**TRY IT:** Your answer should consist of the lines in the following data that contain "wording".

**SUPPLIED RECORDS:**
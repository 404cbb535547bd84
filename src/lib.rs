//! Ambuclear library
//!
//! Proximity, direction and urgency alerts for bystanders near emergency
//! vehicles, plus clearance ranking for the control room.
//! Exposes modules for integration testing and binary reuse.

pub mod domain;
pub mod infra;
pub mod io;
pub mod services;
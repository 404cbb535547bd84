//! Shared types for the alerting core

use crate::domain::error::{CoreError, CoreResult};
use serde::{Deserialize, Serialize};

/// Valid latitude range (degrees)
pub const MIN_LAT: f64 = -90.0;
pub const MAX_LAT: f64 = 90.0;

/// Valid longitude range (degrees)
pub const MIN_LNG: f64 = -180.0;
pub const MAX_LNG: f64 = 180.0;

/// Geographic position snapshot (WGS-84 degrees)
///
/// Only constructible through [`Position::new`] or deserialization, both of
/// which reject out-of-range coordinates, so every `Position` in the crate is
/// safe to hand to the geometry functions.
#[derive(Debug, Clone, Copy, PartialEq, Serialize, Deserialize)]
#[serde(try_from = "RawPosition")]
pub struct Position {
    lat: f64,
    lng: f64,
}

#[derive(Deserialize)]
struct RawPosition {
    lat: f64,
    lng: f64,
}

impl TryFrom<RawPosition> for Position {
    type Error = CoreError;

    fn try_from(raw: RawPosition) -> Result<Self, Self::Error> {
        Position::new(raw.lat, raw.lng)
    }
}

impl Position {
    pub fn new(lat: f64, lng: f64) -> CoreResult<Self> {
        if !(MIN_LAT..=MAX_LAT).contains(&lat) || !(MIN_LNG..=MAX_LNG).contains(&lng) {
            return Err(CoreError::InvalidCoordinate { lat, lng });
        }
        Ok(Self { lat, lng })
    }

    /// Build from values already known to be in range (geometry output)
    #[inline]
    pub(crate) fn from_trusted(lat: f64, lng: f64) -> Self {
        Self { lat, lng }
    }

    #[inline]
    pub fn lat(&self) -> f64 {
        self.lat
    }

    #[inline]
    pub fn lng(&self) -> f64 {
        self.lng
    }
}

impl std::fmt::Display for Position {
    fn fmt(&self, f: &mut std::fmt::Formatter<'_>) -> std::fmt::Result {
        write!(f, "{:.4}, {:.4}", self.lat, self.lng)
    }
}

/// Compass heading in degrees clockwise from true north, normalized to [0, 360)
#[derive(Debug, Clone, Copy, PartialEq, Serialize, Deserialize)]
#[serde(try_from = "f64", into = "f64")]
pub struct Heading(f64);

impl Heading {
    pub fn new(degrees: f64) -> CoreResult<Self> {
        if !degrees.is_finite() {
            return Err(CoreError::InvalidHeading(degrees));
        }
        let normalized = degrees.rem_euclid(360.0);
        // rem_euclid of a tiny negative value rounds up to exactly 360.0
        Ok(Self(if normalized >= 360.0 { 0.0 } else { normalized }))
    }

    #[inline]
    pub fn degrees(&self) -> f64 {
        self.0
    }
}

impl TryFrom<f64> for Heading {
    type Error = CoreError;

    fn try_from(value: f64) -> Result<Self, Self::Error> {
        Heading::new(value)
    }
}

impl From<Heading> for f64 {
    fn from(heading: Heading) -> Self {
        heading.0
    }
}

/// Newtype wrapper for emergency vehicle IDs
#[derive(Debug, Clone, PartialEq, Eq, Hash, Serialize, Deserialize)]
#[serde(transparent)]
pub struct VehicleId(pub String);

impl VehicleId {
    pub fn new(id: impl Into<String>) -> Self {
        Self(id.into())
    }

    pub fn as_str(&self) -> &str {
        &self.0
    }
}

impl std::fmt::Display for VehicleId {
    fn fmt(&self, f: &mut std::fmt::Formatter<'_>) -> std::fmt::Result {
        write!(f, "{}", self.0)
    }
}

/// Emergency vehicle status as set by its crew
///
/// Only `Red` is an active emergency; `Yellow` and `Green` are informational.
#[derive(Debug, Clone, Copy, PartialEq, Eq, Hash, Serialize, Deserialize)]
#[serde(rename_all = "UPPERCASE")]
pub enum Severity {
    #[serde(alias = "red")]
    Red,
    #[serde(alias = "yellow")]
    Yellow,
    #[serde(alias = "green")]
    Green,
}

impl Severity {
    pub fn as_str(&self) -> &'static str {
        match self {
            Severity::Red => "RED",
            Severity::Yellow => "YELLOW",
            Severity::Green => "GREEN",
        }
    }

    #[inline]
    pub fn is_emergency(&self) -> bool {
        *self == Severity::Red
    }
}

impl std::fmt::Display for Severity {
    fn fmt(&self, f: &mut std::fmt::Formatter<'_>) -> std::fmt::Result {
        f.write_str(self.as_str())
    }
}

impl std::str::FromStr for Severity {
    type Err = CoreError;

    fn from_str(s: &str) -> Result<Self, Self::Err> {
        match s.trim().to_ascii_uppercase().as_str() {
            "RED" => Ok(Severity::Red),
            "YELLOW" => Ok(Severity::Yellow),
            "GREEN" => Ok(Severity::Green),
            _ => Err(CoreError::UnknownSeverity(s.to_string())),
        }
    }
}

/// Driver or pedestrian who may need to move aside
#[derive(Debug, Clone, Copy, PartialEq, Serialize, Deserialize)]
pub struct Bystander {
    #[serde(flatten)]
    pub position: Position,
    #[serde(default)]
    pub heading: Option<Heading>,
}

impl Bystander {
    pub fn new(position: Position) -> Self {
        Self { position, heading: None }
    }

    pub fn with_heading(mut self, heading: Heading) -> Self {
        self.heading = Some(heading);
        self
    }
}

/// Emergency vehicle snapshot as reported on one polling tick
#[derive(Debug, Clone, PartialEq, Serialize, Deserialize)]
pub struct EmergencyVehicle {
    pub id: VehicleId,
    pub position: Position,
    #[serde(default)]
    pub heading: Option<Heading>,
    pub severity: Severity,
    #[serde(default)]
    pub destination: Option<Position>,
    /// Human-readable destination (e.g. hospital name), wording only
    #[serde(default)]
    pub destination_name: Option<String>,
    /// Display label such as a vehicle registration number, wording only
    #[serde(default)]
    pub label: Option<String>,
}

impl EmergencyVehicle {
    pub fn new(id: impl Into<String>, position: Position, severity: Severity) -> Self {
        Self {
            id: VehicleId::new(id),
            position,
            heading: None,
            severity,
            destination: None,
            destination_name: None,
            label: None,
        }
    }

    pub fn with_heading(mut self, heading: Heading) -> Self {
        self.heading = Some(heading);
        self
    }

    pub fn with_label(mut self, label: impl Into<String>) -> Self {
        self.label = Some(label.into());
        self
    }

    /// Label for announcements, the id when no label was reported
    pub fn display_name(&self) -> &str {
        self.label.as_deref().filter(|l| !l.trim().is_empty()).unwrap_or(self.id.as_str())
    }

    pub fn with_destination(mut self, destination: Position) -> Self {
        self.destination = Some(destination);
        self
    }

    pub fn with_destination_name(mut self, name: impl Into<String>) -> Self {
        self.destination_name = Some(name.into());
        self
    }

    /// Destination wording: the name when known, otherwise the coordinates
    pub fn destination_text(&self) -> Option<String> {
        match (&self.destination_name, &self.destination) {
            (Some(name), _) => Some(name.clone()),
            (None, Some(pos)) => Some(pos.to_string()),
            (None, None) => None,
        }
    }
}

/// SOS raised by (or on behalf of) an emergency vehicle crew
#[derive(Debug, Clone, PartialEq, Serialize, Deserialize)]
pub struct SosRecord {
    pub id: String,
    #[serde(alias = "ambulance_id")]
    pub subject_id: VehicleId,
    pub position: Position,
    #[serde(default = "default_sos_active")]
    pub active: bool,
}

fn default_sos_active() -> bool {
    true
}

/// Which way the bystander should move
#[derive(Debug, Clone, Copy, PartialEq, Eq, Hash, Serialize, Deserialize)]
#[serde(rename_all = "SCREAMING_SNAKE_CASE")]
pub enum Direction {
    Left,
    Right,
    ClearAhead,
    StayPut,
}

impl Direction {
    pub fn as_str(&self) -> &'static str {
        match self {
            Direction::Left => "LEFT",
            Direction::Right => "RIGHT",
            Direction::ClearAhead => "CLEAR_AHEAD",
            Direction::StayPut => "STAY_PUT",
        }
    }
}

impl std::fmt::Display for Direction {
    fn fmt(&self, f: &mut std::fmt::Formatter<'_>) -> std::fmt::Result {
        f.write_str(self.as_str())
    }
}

**TASK RESULT:**
    /// Human-readable destination (e.g. hospital name), wording only
    /// Display label such as a vehicle registration number, wording only
    /// Destination wording: the name when known, otherwise the coordinates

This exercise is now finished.